I just looked back through my LJ to see the timeline on this... I first wrote about my longing for a like-minded community almost exactly a year ago. Then last January I started saying an affirmation which included the line, "I attract miraculous happenings and open, honest, connected, loving equalist people. I find new friends everywhere I go; I make deep connections with people who live near me." By mid-May I'd met all of my localtribe (though I didn't know then that I'd form such a strong bond with them). In that same affirmation I included the line, "I develop intimate relationships with polyamorous, feminist, genderfree violet spirits" (because why limit it to one, haha) and by mid-June I'd met Viv ♥ (annoyingly I didn't specify "living nearby and STAYING NEARBY." oh universe, you with your sadistic sense of humor :-p) There's other bits which have also come to pass -- I think in a way I spelled out the end of my relationship with my ex-partner AND my ex-girlfriend with the line, "I know which relationships to focus on developing." Apparently I didn't, so it became PAINFULLY obvious by them essentially dumping me. (still grateful for that though) I haven't been saying it since June but now that I'm looking over it I think I will start using it again with some minor changes.

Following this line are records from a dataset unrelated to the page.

use std::time::Duration;

use async_openai::{
    config::OpenAIConfig,
    error::{ApiError, OpenAIError},
    types::{
        ChatCompletionRequestSystemMessageArgs, ChatCompletionRequestUserMessageArgs,
        CreateChatCompletionRequest, CreateChatCompletionRequestArgs, CreateChatCompletionResponse,
    },
    Client,
};

use crate::{
    config::{parse_llm_provider_model, LlmConfig},
    error::{NoteError, Result},
    llm::provider::CompletionOptions,
};

const OPENAI_BASE_URL: &str = "https://api.openai.com/v1";
const OPENROUTER_BASE_URL: &str = "https://openrouter.ai/api/v1";
const OLLAMA_BASE_URL: &str = "http://localhost:11434/v1";
const LMSTUDIO_BASE_URL: &str = "http://localhost:1234/v1";

#[derive(Debug, Clone)]
struct ApiConfig {
    base_url: String,
    api_key: Option<String>,
    model: String,
    timeout_secs: u64,
    max_retries: u32,
}

/// Chat-completions client for OpenAI-compatible endpoints.
#[derive(Clone)]
pub struct LlmApiClient {
    client: Client<OpenAIConfig>,
    config: ApiConfig,
}

impl LlmApiClient {
    pub fn new(config: &LlmConfig) -> Result<Self> {
        let api_config = ApiConfig::from_llm_config(config);

        let (provider, _) = parse_llm_provider_model(&config.model);
        let needs_api_key = !matches!(
            provider.to_lowercase().as_str(),
            "ollama" | "local" | "lmstudio"
        );
        if needs_api_key && api_config.api_key.is_none() {
            return Err(NoteError::LlmUnavailable(format!(
                "API key required for provider '{provider}'"
            )));
        }

        let openai_config = OpenAIConfig::new()
            .with_api_base(api_config.base_url.clone())
            .with_api_key(api_config.api_key.clone().unwrap_or_default());

        let http_client = reqwest::Client::builder()
            .timeout(Duration::from_secs(api_config.timeout_secs))
            .build()
            .map_err(|error| NoteError::Llm(format!("Failed to create LLM HTTP client: {error}")))?;

        // async-openai retries server errors on its own schedule; cap it at our timeout.
        let backoff = backoff::ExponentialBackoff {
            max_elapsed_time: Some(Duration::from_secs(api_config.timeout_secs)),
            ..Default::default()
        };

        let client = Client::with_config(openai_config)
            .with_http_client(http_client)
            .with_backoff(backoff);

        Ok(Self {
            client,
            config: api_config,
        })
    }

    pub fn model(&self) -> &str {
        &self.config.model
    }

    pub async fn complete(
        &self,
        prompt: &str,
        system_prompt: Option<&str>,
        options: Option<&CompletionOptions>,
    ) -> Result<String> {
        if prompt.trim().is_empty() {
            return Err(NoteError::Validation("Prompt cannot be empty".to_string()));
        }

        let mut last_error: Option<NoteError> = None;

        for attempt in 0..=self.config.max_retries {
            if attempt > 0 {
                let delay_ms = 100 * 2_u64.pow(attempt - 1);
                tokio::time::sleep(Duration::from_millis(delay_ms)).await;
            }

            let request = self.build_request(prompt, system_prompt, options)?;

            match self.client.chat().create(request).await {
                Ok(response) => {
                    let content = Self::extract_content(response)?;
                    tracing::debug!(
                        model = %self.config.model,
                        response_len = content.len(),
                        "completion received"
                    );
                    return Ok(content);
                }
                Err(error) => {
                    if let Some(terminal) =
                        Self::rate_limit_error(&error).or_else(|| Self::auth_error(&error))
                    {
                        return Err(terminal);
                    }

                    let retryable = Self::is_retryable(&error);
                    let mapped = Self::map_openai_error(error);
                    if retryable && attempt < self.config.max_retries {
                        tracing::warn!(attempt = attempt + 1, error = %mapped, "completion failed, retrying");
                        last_error = Some(mapped);
                        continue;
                    }
                    return Err(mapped);
                }
            }
        }

        Err(last_error
            .unwrap_or_else(|| NoteError::Llm("LLM completion failed after retries".to_string())))
    }

    fn build_request(
        &self,
        prompt: &str,
        system_prompt: Option<&str>,
        options: Option<&CompletionOptions>,
    ) -> Result<CreateChatCompletionRequest> {
        let mut messages = Vec::new();

        if let Some(system_prompt) = system_prompt.filter(|value| !value.trim().is_empty()) {
            messages.push(
                ChatCompletionRequestSystemMessageArgs::default()
                    .content(system_prompt)
                    .build()
                    .map_err(|error| NoteError::Validation(format!("Invalid system prompt: {error}")))?
                    .into(),
            );
        }

        messages.push(
            ChatCompletionRequestUserMessageArgs::default()
                .content(prompt)
                .build()
                .map_err(|error| NoteError::Validation(format!("Invalid user prompt: {error}")))?
                .into(),
        );

        let mut request = CreateChatCompletionRequestArgs::default();
        request.model(self.config.model.clone()).messages(messages);
        if let Some(options) = options {
            if let Some(temperature) = options.temperature {
                request.temperature(temperature);
            }
            if let Some(max_tokens) = options.max_tokens {
                request.max_tokens(max_tokens);
            }
        }

        request
            .build()
            .map_err(|error| NoteError::Validation(format!("Invalid LLM completion request: {error}")))
    }

    fn extract_content(response: CreateChatCompletionResponse) -> Result<String> {
        let message = response
            .choices
            .into_iter()
            .next()
            .ok_or_else(|| NoteError::Llm("LLM response contained no choices".to_string()))?
            .message
            .content
            .unwrap_or_default();

        if message.trim().is_empty() {
            return Err(NoteError::Llm("LLM response contained empty content".to_string()));
        }

        Ok(message)
    }

    fn is_retryable(error: &OpenAIError) -> bool {
        match error {
            OpenAIError::ApiError(api_error) => api_error.r#type.is_none() && api_error.code.is_none(),
            OpenAIError::Reqwest(reqwest_error) => reqwest_error
                .status()
                .map(|status| status.is_server_error())
                .unwrap_or(true),
            _ => false,
        }
    }

    fn rate_limit_error(error: &OpenAIError) -> Option<NoteError> {
        let limited = match error {
            OpenAIError::Reqwest(reqwest_error) => {
                reqwest_error.status() == Some(reqwest::StatusCode::TOO_MANY_REQUESTS)
            }
            OpenAIError::ApiError(api_error) => api_error_mentions(
                api_error,
                &["rate limit", "too many requests", "rate_limit", "insufficient_quota"],
            ),
            _ => false,
        };
        limited.then_some(NoteError::LlmRateLimit { retry_after: None })
    }

    fn auth_error(error: &OpenAIError) -> Option<NoteError> {
        match error {
            OpenAIError::Reqwest(reqwest_error)
                if matches!(
                    reqwest_error.status(),
                    Some(reqwest::StatusCode::UNAUTHORIZED | reqwest::StatusCode::FORBIDDEN)
                ) =>
            {
                Some(NoteError::Llm(format!("LLM authentication failed: {reqwest_error}")))
            }
            OpenAIError::ApiError(api_error)
                if api_error_mentions(
                    api_error,
                    &["unauthorized", "forbidden", "authentication", "invalid api key", "invalid_api_key"],
                ) =>
            {
                Some(NoteError::Llm(format!("LLM authentication failed: {api_error}")))
            }
            _ => None,
        }
    }

    fn map_openai_error(error: OpenAIError) -> NoteError {
        match error {
            OpenAIError::Reqwest(reqwest_error) => {
                NoteError::Llm(format!("LLM request failed: {reqwest_error}"))
            }
            OpenAIError::ApiError(api_error) => NoteError::Llm(format!("LLM API error: {api_error}")),
            OpenAIError::JSONDeserialize(err) => {
                NoteError::Llm(format!("Failed to parse LLM response: {err}"))
            }
            OpenAIError::InvalidArgument(message) => NoteError::Validation(message),
            other => NoteError::Llm(other.to_string()),
        }
    }
}

/// Case-insensitive search over an API error's message, type and code.
fn api_error_mentions(api_error: &ApiError, needles: &[&str]) -> bool {
    let haystack = format!(
        "{} {} {}",
        api_error.message,
        api_error.r#type.as_deref().unwrap_or_default(),
        api_error.code.as_deref().unwrap_or_default()
    )
    .to_lowercase();
    needles.iter().any(|needle| haystack.contains(needle))
}

impl ApiConfig {
    fn from_llm_config(config: &LlmConfig) -> Self {
        let (provider, model) = parse_llm_provider_model(&config.model);

        let base_url = config
            .base_url
            .clone()
            .unwrap_or_else(|| default_base_url(provider).to_string());

        let model = if provider.eq_ignore_ascii_case("local") {
            config.model.clone()
        } else {
            model.to_string()
        };

        Self {
            base_url,
            api_key: config.api_key.clone(),
            model,
            timeout_secs: config.timeout_secs,
            max_retries: config.max_retries,
        }
    }
}

fn default_base_url(provider: &str) -> &'static str {
    match provider.to_lowercase().as_str() {
        "openrouter" => OPENROUTER_BASE_URL,
        "ollama" => OLLAMA_BASE_URL,
        "lmstudio" => LMSTUDIO_BASE_URL,
        _ => OPENAI_BASE_URL,
    }
}

#[cfg(test)]
mod tests {
    use super::*;

    fn config(model: &str, api_key: Option<&str>) -> LlmConfig {
        LlmConfig {
            model: model.to_string(),
            api_key: api_key.map(str::to_string),
            base_url: None,
            timeout_secs: 30,
            max_retries: 0,
        }
    }

    #[test]
    fn test_local_providers_need_no_key() {
        let client = LlmApiClient::new(&config("ollama/llama3", None)).expect("client");
        assert_eq!(client.model(), "llama3");
        assert_eq!(client.config.base_url, OLLAMA_BASE_URL);
    }

    #[test]
    fn test_hosted_provider_requires_key() {
        let result = LlmApiClient::new(&config("openai/gpt-4o-mini", None));
        assert!(matches!(result, Err(NoteError::LlmUnavailable(_))));
    }

    #[test]
    fn test_unprefixed_model_is_kept_whole() {
        let api = ApiConfig::from_llm_config(&config("mistral-7b", None));
        assert_eq!(api.model, "mistral-7b");
        assert_eq!(api.base_url, OPENAI_BASE_URL);
    }

    #[test]
    fn test_request_carries_options() {
        let client = LlmApiClient::new(&config("ollama/llama3", None)).expect("client");
        let options = CompletionOptions {
            temperature: Some(0.1),
            max_tokens: Some(500),
        };
        let request = client
            .build_request("fix this", Some("You correct OCR text."), Some(&options))
            .expect("request");
        assert_eq!(request.messages.len(), 2);
        assert_eq!(request.temperature, Some(0.1));
    }

    #[tokio::test]
    async fn test_empty_prompt_is_rejected() {
        let client = LlmApiClient::new(&config("ollama/llama3", None)).expect("client");
        let result = client.complete("   ", None, None).await;
        assert!(matches!(result, Err(NoteError::Validation(_))));
    }
}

And you know, I first started 'affirming' a local group of friends in March of 2008, but shortly after I began using that affirmation I fell in love with Hannah and Aurilion and stopped saying the affirmation because I felt that I had all the wonder I could handle. And then it seems I forgot about it or lost faith in it and didn't start again until the beginning of 2009, when I decided what the hell, it couldn't hurt. I want to remind myself that this fucking WORKS. I don't care how -- if it's just that it helps me to focus and pay attention more and discover what would have been there anyway, that's magic enough for me. But I believe that gratitude mixed with intention and focus opens up possibility that would not have otherwise existed. Especially since Ash has been affirming unlikely things and having them happen -- it's just as amazing to see it happen in someone else's life.
Words are so powerful. What I say, I hear. What I hear over and over, I believe. What I believe, I live.